On a well-balanced team, Stevens was the unquestioned leader. He turned down a chance to go into the NBA draft after his junior season to be a part of something like this.

He appeared a short time after the tournament was canceled on SportsCenter with Scott Van Pelt, and spoke what the entire program was thinking and feeling.

“I think Lamar Stevens said it best with his tweet and interview with SVP,” Nowacki said.

“It was truly the best season in program history, and it got ripped from all of us. It is so hard to swallow, but there has to be a sense of pride from everyone in the program. Penn State basketball is on the map and hopefully staying for good!”

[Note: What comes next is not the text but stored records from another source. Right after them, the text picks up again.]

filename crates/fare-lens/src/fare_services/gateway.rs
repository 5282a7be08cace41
use async_trait::async_trait;
use reqwest::{Client, StatusCode, Url};
use serde_json::Value;
use thiserror::Error;
use tracing::debug;

use super::domain::{FareRules, FareRulesEnvelope, UpsellRequest, UpsellResponse};

const USER_AGENT: &str = concat!("fare-lens/", env!("CARGO_PKG_VERSION"));

#[derive(Debug, Error)]
pub enum FetchError {
    #[error("fare services are not configured")]
    NotConfigured,
    #[error("invalid URL: {0}")]
    InvalidUrl(#[from] url::ParseError),
    #[error("http request error: {0}")]
    Transport(#[from] reqwest::Error),
    #[error("fare service answered {0}")]
    Status(StatusCode),
    #[error("fare service response missing data")]
    MissingData,
    #[error("upsell service reported failure")]
    Unsuccessful,
}

/// Remote fare-rules and fare-upsell endpoints.
#[async_trait]
pub trait FareServiceGateway: Send + Sync {
    async fn fare_rules(&self, offer_id: &str) -> Result<FareRules, FetchError>;

    async fn upsell(&self, offer: &Value) -> Result<UpsellResponse, FetchError>;
}

#[derive(Clone, Debug)]
pub struct HttpFareServiceClient {
    http: Client,
    base_url: Url,
}

impl HttpFareServiceClient {
    pub fn new(base: &str) -> Result<Self, FetchError> {
        // Url::join drops the last path segment unless the base ends in '/'.
        let base_url = if base.ends_with('/') {
            Url::parse(base)?
        } else {
            Url::parse(&format!("{base}/"))?
        };
        let http = Client::builder().user_agent(USER_AGENT).build()?;
        Ok(Self { http, base_url })
    }

    pub fn base_url(&self) -> &Url {
        &self.base_url
    }

    pub(crate) fn fare_rules_url(&self, offer_id: &str) -> Result<Url, FetchError> {
        let mut url = self.base_url.join("fare-rules")?;
        url.query_pairs_mut().append_pair("flightOfferId", offer_id);
        Ok(url)
    }

    pub(crate) fn upsell_url(&self) -> Result<Url, FetchError> {
        Ok(self.base_url.join("flights/upselling")?)
    }

    async fn send(&self, builder: reqwest::RequestBuilder) -> Result<reqwest::Response, FetchError> {
        let response = builder.send().await?;
        let status = response.status();
        if !status.is_success() {
            return Err(FetchError::Status(status));
        }
        Ok(response)
    }
}

#[async_trait]
impl FareServiceGateway for HttpFareServiceClient {
    async fn fare_rules(&self, offer_id: &str) -> Result<FareRules, FetchError> {
        let url = self.fare_rules_url(offer_id)?;
        debug!(%url, "fetching fare rules");
        let envelope: FareRulesEnvelope = self.send(self.http.get(url)).await?.json().await?;
        envelope.data.ok_or(FetchError::MissingData)
    }

    async fn upsell(&self, offer: &Value) -> Result<UpsellResponse, FetchError> {
        let url = self.upsell_url()?;
        debug!(%url, "requesting fare upsell");
        let body = UpsellRequest {
            flight_offer: offer,
        };
        let response: UpsellResponse = self
            .send(self.http.post(url).json(&body))
            .await?
            .json()
            .await?;

        if !response.success {
            return Err(FetchError::Unsuccessful);
        }
        Ok(response)
    }
}

#[cfg(test)]
mod tests {
    use super::*;

    #[test]
    fn endpoints_resolve_under_the_base_path() {
        let client = HttpFareServiceClient::new("https://fares.example.com/api").expect("client");
        assert_eq!(
            client.fare_rules_url("offer 1").expect("url").as_str(),
            "https://fares.example.com/api/fare-rules?flightOfferId=offer+1"
        );
        assert_eq!(
            client.upsell_url().expect("url").as_str(),
            "https://fares.example.com/api/flights/upselling"
        );
    }

    #[test]
    fn rejects_unparseable_base() {
        assert!(matches!(
            HttpFareServiceClient::new("not a url"),
            Err(FetchError::InvalidUrl(_))
        ));
    }
}
//! Boundary to the remote fare-rules and fare-upsell services.
//!
//! The offer engine never calls these itself; callers go through
//! [`FareServices`], which deduplicates requests per offer and keeps
//! failures visible until they are retried or dismissed.

pub mod domain;
pub mod gateway;
pub mod router;
pub mod service;
pub mod tracker;

#[cfg(test)]
mod tests;

pub use domain::{FareRules, UpsellResponse};
pub use gateway::{FareServiceGateway, FetchError, HttpFareServiceClient};
pub use router::fare_services_router;
pub use service::{DisabledGateway, FareServices};
pub use tracker::{Admission, LookupState, PendingSlot, RequestTracker};
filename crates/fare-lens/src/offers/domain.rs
use chrono::NaiveDateTime;
use rust_decimal::Decimal;
use serde::Serialize;
use std::fmt;

/// Position of an itinerary (leg) inside an offer.
///
/// `fareDetailsBySegment` is indexed by itinerary, not by the flattened
/// segment list, so every lookup into fare details goes through this type.
#[derive(Debug, Clone, Copy, PartialEq, Eq, PartialOrd, Ord, Hash, Serialize)]
pub struct ItineraryIndex(pub usize);

impl ItineraryIndex {
    pub fn get(self) -> usize {
        self.0
    }
}

impl fmt::Display for ItineraryIndex {
    fn fmt(&self, f: &mut fmt::Formatter<'_>) -> fmt::Result {
        write!(f, "leg {}", self.0 + 1)
    }
}

/// Service tier of a fare.
#[derive(Debug, Clone, Copy, PartialEq, Eq, Hash, Serialize)]
#[serde(rename_all = "SCREAMING_SNAKE_CASE")]
pub enum Cabin {
    Economy,
    PremiumEconomy,
    Business,
    First,
}

impl Cabin {
    pub fn parse(raw: &str) -> Option<Self> {
        let key: String = raw
            .trim()
            .chars()
            .filter(|ch| ch.is_ascii_alphanumeric())
            .collect::<String>()
            .to_ascii_uppercase();

        match key.as_str() {
            "ECONOMY" | "COACH" => Some(Self::Economy),
            "PREMIUMECONOMY" => Some(Self::PremiumEconomy),
            "BUSINESS" => Some(Self::Business),
            "FIRST" => Some(Self::First),
            _ => None,
        }
    }

    pub fn as_str(self) -> &'static str {
        match self {
            Cabin::Economy => "ECONOMY",
            Cabin::PremiumEconomy => "PREMIUM_ECONOMY",
            Cabin::Business => "BUSINESS",
            Cabin::First => "FIRST",
        }
    }

    /// Business and first, the cabins that get the larger carry-on allowance
    /// and the amenity gap filling.
    pub fn is_premium(self) -> bool {
        matches!(self, Cabin::Business | Cabin::First)
    }
}

#[derive(Debug, Clone, PartialEq, Serialize)]
pub struct Endpoint {
    pub iata_code: String,
    pub terminal: Option<String>,
    pub at: Option<NaiveDateTime>,
}

impl Endpoint {
    /// First two characters of the IATA code, used as a rough country key.
    pub fn country_prefix(&self) -> &str {
        let code = self.iata_code.as_str();
        match code.char_indices().nth(2) {
            Some((idx, _)) => &code[..idx],
            None => code,
        }
    }
}

#[derive(Debug, Clone, PartialEq, Serialize)]
pub struct Segment {
    pub departure: Endpoint,
    pub arrival: Endpoint,
    pub carrier_code: String,
    pub number: String,
    pub aircraft_code: Option<String>,
}

impl Segment {
    pub fn flight_designator(&self) -> String {
        format!("{}{}", self.carrier_code, self.number)
    }
}

#[derive(Debug, Clone, PartialEq, Serialize)]
pub struct Itinerary {
    /// Raw ISO-8601 duration token as supplied by the provider.
    pub duration: String,
    pub segments: Vec<Segment>,
}

impl Itinerary {
    pub fn stops(&self) -> usize {
        self.segments.len().saturating_sub(1)
    }

    pub fn first_segment(&self) -> Option<&Segment> {
        self.segments.first()
    }

    pub fn last_segment(&self) -> Option<&Segment> {
        self.segments.last()
    }
}

#[derive(Debug, Clone, PartialEq, Serialize)]
pub struct Fee {
    pub amount: Decimal,
    pub kind: Option<String>,
}

#[derive(Debug, Clone, PartialEq, Serialize)]
pub struct Price {
    pub total: Decimal,
    pub base: Option<Decimal>,
    pub currency: String,
    pub fees: Vec<Fee>,
}

#[derive(Debug, Clone, PartialEq, Serialize)]
pub struct Amenity {
    pub description: String,
    pub amenity_type: Option<String>,
    pub is_chargeable: bool,
}

#[derive(Debug, Clone, PartialEq, Serialize)]
pub struct CheckedBags {
    pub quantity: Option<u32>,
    pub weight: Option<u32>,
    pub weight_unit: Option<String>,
}

/// Per-leg fare details of one traveler.
#[derive(Debug, Clone, PartialEq, Serialize)]
pub struct FareDetails {
    pub cabin: Cabin,
    /// First present of `fareOption`, `brandedFare`, `fareBasis`.
    pub fare_code: Option<String>,
    pub included_checked_bags: Option<CheckedBags>,
    pub included_cabin_bags: Option<u32>,
    pub amenities: Vec<Amenity>,
}

#[derive(Debug, Clone, PartialEq, Serialize)]
pub struct TravelerPricing {
    pub traveler_id: Option<String>,
    pub fare_details_by_segment: Vec<FareDetails>,
}

/// Fields computed by collaborators outside the engine, passed through untouched.
#[derive(Debug, Clone, Default, PartialEq, Serialize)]
pub struct OfferEnrichment {
    #[serde(skip_serializing_if = "Option::is_none")]
    pub deal_score: Option<f64>,
    #[serde(skip_serializing_if = "Option::is_none")]
    pub co2_emissions: Option<serde_json::Value>,
    #[serde(skip_serializing_if = "Option::is_none")]
    pub viewing_count: Option<u32>,
}

#[derive(Debug, Clone, PartialEq, Serialize)]
pub struct NormalizedOffer {
    pub id: Option<String>,
    pub itineraries: Vec<Itinerary>,
    pub price: Price,
    pub traveler_pricings: Vec<TravelerPricing>,
    pub validating_airline_codes: Vec<String>,
    pub enrichment: OfferEnrichment,
    pub warnings: Vec<ParseWarning>,
}

impl NormalizedOffer {
    /// Fare details of the first traveler; the engine reads entitlements from it.
    pub fn fare_details(&self) -> &[FareDetails] {
        self.traveler_pricings
            .first()
            .map(|pricing| pricing.fare_details_by_segment.as_slice())
            .unwrap_or(&[])
    }
}

/// Data-shape problem that was defaulted instead of failing the offer.
#[derive(Debug, Clone, PartialEq, Eq, Serialize)]
#[serde(tag = "kind", rename_all = "snake_case")]
pub enum ParseWarning {
    MalformedDuration {
        itinerary: usize,
        token: String,
    },
    MalformedAmount {
        field: String,
        value: String,
    },
    MalformedField {
        field: String,
        value: String,
    },
    MalformedTimestamp {
        itinerary: usize,
        segment: usize,
        value: String,
    },
    UnknownCabin {
        itinerary: usize,
        value: String,
    },
    FareDetailsShortfall {
        itineraries: usize,
        fare_details: usize,
    },
    MissingFareDetails {
        itinerary: usize,
    },
}

impl fmt::Display for ParseWarning {
    fn fmt(&self, f: &mut fmt::Formatter<'_>) -> fmt::Result {
        match self {
            ParseWarning::MalformedDuration { itinerary, token } => {
                write!(f, "itinerary {itinerary} has unparseable duration '{token}'")
            }
            ParseWarning::MalformedAmount { field, value } => {
                write!(f, "{field} is not a decimal amount ('{value}')")
            }
            ParseWarning::MalformedField { field, value } => {
                write!(f, "{field} has an unexpected shape ({value}), using default")
            }
            ParseWarning::MalformedTimestamp {
                itinerary,
                segment,
                value,
            } => write!(
                f,
                "segment {segment} of itinerary {itinerary} has unparseable timestamp '{value}'"
            ),
            ParseWarning::UnknownCabin { itinerary, value } => {
                write!(f, "fare details {itinerary} carry unknown cabin '{value}'")
            }
            ParseWarning::FareDetailsShortfall {
                itineraries,
                fare_details,
            } => write!(
                f,
                "{fare_details} fare detail entries for {itineraries} itineraries"
            ),
            ParseWarning::MissingFareDetails { itinerary } => {
                write!(f, "no fare details for itinerary {itinerary}, using safe default")
            }
        }
    }
}
use fare_lens_api::run;

#[tokio::main]
async fn main() {
    if let Err(err) = run().await {
        eprintln!("application error: {err}");
        std::process::exit(1);
    }
}
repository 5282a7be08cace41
mod common;
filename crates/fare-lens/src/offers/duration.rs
use regex::Regex;
use serde::Serialize;
use std::sync::OnceLock;

static ISO_DURATION: OnceLock<Regex> = OnceLock::new();

fn iso_duration() -> &'static Regex {
    ISO_DURATION.get_or_init(|| {
        Regex::new(r"^P(?:(\d+)D)?(?:T(?:(\d+)H)?(?:(\d+)M)?(?:\d+(?:\.\d+)?S)?)?$")
            .expect("duration pattern compiles")
    })
}

/// Hours and minutes of a flight duration; `minutes` is always below 60.
#[derive(Debug, Clone, Copy, Default, PartialEq, Eq, Serialize)]
pub struct DurationParts {
    pub hours: u32,
    pub minutes: u32,
}

impl DurationParts {
    pub fn from_minutes(total: u32) -> Self {
        Self {
            hours: total / 60,
            minutes: total % 60,
        }
    }

    pub fn total_minutes(&self) -> u32 {
        self.hours * 60 + self.minutes
    }

    /// Short label such as `7h 30m`, `2h` or `45m`.
    pub fn label(&self) -> String {
        match (self.hours, self.minutes) {
            (0, minutes) => format!("{minutes}m"),
            (hours, 0) => format!("{hours}h"),
            (hours, minutes) => format!("{hours}h {minutes}m"),
        }
    }
}

/// Strict variant used by ingest to tell malformed tokens apart from `PT0M`.
pub(crate) fn try_parse(token: &str) -> Option<DurationParts> {
    let trimmed = token.trim().to_ascii_uppercase();
    // a bare "P" or "PT" matches the pattern but carries no components
    if trimmed.len() <= 2 && !trimmed.chars().any(|ch| ch.is_ascii_digit()) {
        return None;
    }

    let captures = iso_duration().captures(&trimmed)?;
    let component = |idx: usize| -> Option<u32> {
        match captures.get(idx) {
            Some(found) => found.as_str().parse::<u32>().ok(),
            None => Some(0),
        }
    };

    let days = component(1)?;
    let hours = component(2)?;
    let minutes = component(3)?;

    let total = days
        .checked_mul(24 * 60)?
        .checked_add(hours.checked_mul(60)?)?
        .checked_add(minutes)?;
    Some(DurationParts::from_minutes(total))
}

/// Parses an ISO-8601 duration token (`PT7H30M`, `P1DT2H`). Unparseable
/// tokens yield zero rather than an error.
pub fn parse_duration(token: &str) -> DurationParts {
    try_parse(token).unwrap_or_default()
}

pub fn to_minutes(token: &str) -> u32 {
    parse_duration(token).total_minutes()
}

For Nowacki personally, being a part of the program has been time well spent, even if it did mean making some sacrifices.

He was a key player for the Dragons in high school for coach Jeff Berdine, and very much wanted to continue to have basketball be a part of his life beyond that.

Mission accomplished.

“I can truly say it was the best thing I did in college and I’ve made lifelong friends through basketball,” he said. “I have sacrificed so much of being a ‘regular’ college student with an abundance of more responsibilities, but I do not regret it for one second. I know I’m still hurting from not being able to see my guys play in the postseason after all of the hard work that they have put in, I don’t know if I’ll ever get over it! But I’m still proud as hell to be apart of that program and I can’t wait to see what they do in the coming years.”